Arte que Revitaliza o Passado e Transforma o Presente.

O Noviciado Nossa Senhora das Graças, localizado no histórico bairro do Ipiranga, em São Paulo, carrega uma trajetória rica e cheia de significados. Fundado em 1924 pelas Irmãs Salesianas, o convento serviu por décadas como local de formação religiosa e mais tarde como um pensionato para jovens. Com sua arquitetura neoclássica imponente, projetada pelo padre Domingos Despiano, o edifício ainda preserva detalhes como vitrais e mosaicos de ladrilhos hidráulicos, que trazem à tona a beleza e o valor histórico do lugar.

Durante os anos 70, além de sua função espiritual, o convento também abrigou um pensionato, e mais tarde foi utilizado pela Faculdade São Marcos. No entanto, desde o início dos anos 2000, o local ficou abandonado, o que intensificou o seu ar de mistério e nostalgia.

Agora, após 15 anos de abandono, o convento renasce como palco da exposição "Para Falar de Amor", um evento sem fins lucrativos que reúne mais de 50 artistas para transformar esse espaço histórico em um novo polo cultural para a cidade. Através da arte, o antigo convento passa a contar novas histórias, sendo não só um espaço físico, mas também um símbolo de reconexão entre passado e presente.
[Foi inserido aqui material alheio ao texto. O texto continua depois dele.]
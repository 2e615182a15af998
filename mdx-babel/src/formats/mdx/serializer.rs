//! Block serializer (document tree → MDX)
//!
//! Top-level blocks are joined by a blank line and the result is trimmed at
//! the document boundaries. Lists are emitted marker line first: the first
//! content of an item shares the marker line, later content sits at the item's
//! continuation indent, and nested lists are rendered by the recursive call at
//! the deeper indent and appended as they are. This is the exact inverse of
//! the parser's frame resolution, so a parsed document survives
//! serialize → parse unchanged.
//!
//! Paragraph text can spell out a complete media tag when it was soft-wrapped
//! from lines that were each rejected as embeds. Such a line is broken at a
//! single space into two lines that both read back as text, and the parser
//! joins them again with that one space.

use super::inline::serialize_inlines;
use super::parser::{continues_text, is_media_line};
use crate::common::attributes::{json_number_literal, json_string_literal};
use crate::common::media::{IMAGE_COMPONENT, VIDEO_COMPONENT};
use crate::ir::nodes::{Block, CodeBlock, Document, Heading, ImageFigure, List, VideoEmbed};

/// Spaces per list nesting level.
pub const LIST_INDENT: usize = 2;

/// Serialize a document tree to MDX.
pub fn serialize_document(doc: &Document) -> String {
    let rendered: Vec<String> = doc
        .blocks
        .iter()
        .map(|block| block_lines(block).join("\n"))
        .filter(|text| !text.trim().is_empty())
        .collect();
    tracing::debug!(
        blocks = doc.blocks.len(),
        emitted = rendered.len(),
        "serialized mdx document"
    );
    rendered.join("\n\n").trim().to_string()
}

/// Render one block as its lines, without any list indentation.
///
/// Unknown node kinds render as no lines at all.
fn block_lines(block: &Block) -> Vec<String> {
    match block {
        Block::Paragraph(paragraph) => paragraph_lines(&serialize_inlines(&paragraph.content)),
        Block::Heading(heading) => heading_lines(heading),
        Block::CodeBlock(code) => code_lines(code),
        Block::BulletList(list) => list_lines(list, false, 0),
        Block::OrderedList(list) => list_lines(list, true, 0),
        Block::ImageFigure(image) => vec![image_tag(image)],
        Block::VideoEmbed(video) => vec![video_tag(video)],
        Block::Unsupported => Vec::new(),
    }
}

fn split_lines(text: &str) -> Vec<String> {
    text.split('\n').map(str::to_string).collect()
}

fn paragraph_lines(text: &str) -> Vec<String> {
    split_lines(text).into_iter().flat_map(break_tag_text).collect()
}

/// Split a text line that would read back as a media tag.
fn break_tag_text(line: String) -> Vec<String> {
    if !is_media_line(line.trim()) {
        return vec![line];
    }
    for (at, _) in line.match_indices(' ').rev() {
        let (head, tail) = (&line[..at], &line[at + 1..]);
        let single_space = !head.ends_with(char::is_whitespace)
            && !tail.starts_with(char::is_whitespace);
        if single_space && !is_media_line(head.trim()) && continues_text(tail) {
            return vec![head.to_string(), tail.to_string()];
        }
    }
    tracing::debug!(line = %line, "no safe break for tag-shaped paragraph text");
    vec![line]
}

/// A heading is a single line; hard breaks collapse to spaces. A heading
/// with no text has no markup form and is dropped.
fn heading_lines(heading: &Heading) -> Vec<String> {
    let text = serialize_inlines(&heading.content).replace("  \n", " ");
    if text.trim().is_empty() {
        return Vec::new();
    }
    let hashes = "#".repeat(usize::from(heading.level.clamp(1, 4)));
    vec![format!("{hashes} {text}")]
}

fn code_lines(code: &CodeBlock) -> Vec<String> {
    let language = code.language.as_deref().unwrap_or_default();
    split_lines(&format!("```{language}\n{}\n```", code.text))
}

fn list_lines(list: &List, ordered: bool, indent: usize) -> Vec<String> {
    let pad = " ".repeat(indent);
    let continuation = " ".repeat(indent + LIST_INDENT);
    let mut lines = Vec::new();

    for (index, item) in list.items.iter().enumerate() {
        let marker = if ordered {
            format!("{pad}{}.", index + 1)
        } else {
            format!("{pad}-")
        };
        let mut marker_emitted = false;

        for child in &item.children {
            if let Some((nested_ordered, nested)) = child.as_list() {
                if !marker_emitted {
                    lines.push(marker.clone());
                    marker_emitted = true;
                }
                lines.extend(list_lines(nested, nested_ordered, indent + LIST_INDENT));
                continue;
            }

            let child_lines = block_lines(child);
            if child_lines.iter().all(|line| line.trim().is_empty()) {
                if !marker_emitted {
                    lines.push(marker.clone());
                    marker_emitted = true;
                }
                continue;
            }

            for line in child_lines {
                if !marker_emitted {
                    lines.push(format!("{marker} {line}"));
                    marker_emitted = true;
                } else if line.is_empty() {
                    lines.push(line);
                } else {
                    lines.push(format!("{continuation}{line}"));
                }
            }
        }

        if !marker_emitted {
            lines.push(marker);
        }
    }

    lines
}

fn image_tag(image: &ImageFigure) -> String {
    let mut attrs = vec![format!("src={}", json_string_literal(&image.src))];
    if !image.alt.is_empty() {
        attrs.push(format!("alt={}", json_string_literal(&image.alt)));
    }
    if !image.caption.is_empty() {
        attrs.push(format!("caption={}", json_string_literal(&image.caption)));
    }
    if let Some(width) = image.width {
        attrs.push(format!("width={{{width}}}"));
    }
    format!("<{IMAGE_COMPONENT} {} />", attrs.join(" "))
}

fn video_tag(video: &VideoEmbed) -> String {
    let mut attrs = vec![format!("src={}", json_string_literal(&video.src))];
    if !video.title.is_empty() {
        attrs.push(format!("title={}", json_string_literal(&video.title)));
    }
    attrs.push(format!(
        "provider={}",
        json_string_literal(video.provider.as_str())
    ));
    attrs.push(format!(
        "aspectRatio={}",
        json_number_literal(video.aspect_ratio)
    ));
    format!("<{VIDEO_COMPONENT} {} />", attrs.join(" "))
}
Mais do que uma simples mostra, a exposição visa revitalizar a cultura da cidade, proporcionando ao público um encontro profundo com a arte, a história e as emoções que permeiam a vida contemporânea.

Com entrada gratuita e ingressos disponíveis por meio de reserva online, a exposição convida a todos a explorar este ambiente único, onde a memória e a criação artística se entrelaçam em cada canto.

Para falar de amor

[ olhos da liberdade, ativismo integrativo, todos os nomes, niente da fare, obra sincronicidade, afrosensorial ]

O amor precisa de tempo, o ser humano precisa de afetos.

Na década de 90 muitas coisas começavam a mudar com o surgimento da internet e das redes sociais. Todos nós esperávamos pelo fim das fronteiras e uma maior integração da vida em torno do planeta. Sob os signos da canção, víamos passar a Ditadura Militar e surgir uma nova democracia e crescíamos permeados pela ideia da independência.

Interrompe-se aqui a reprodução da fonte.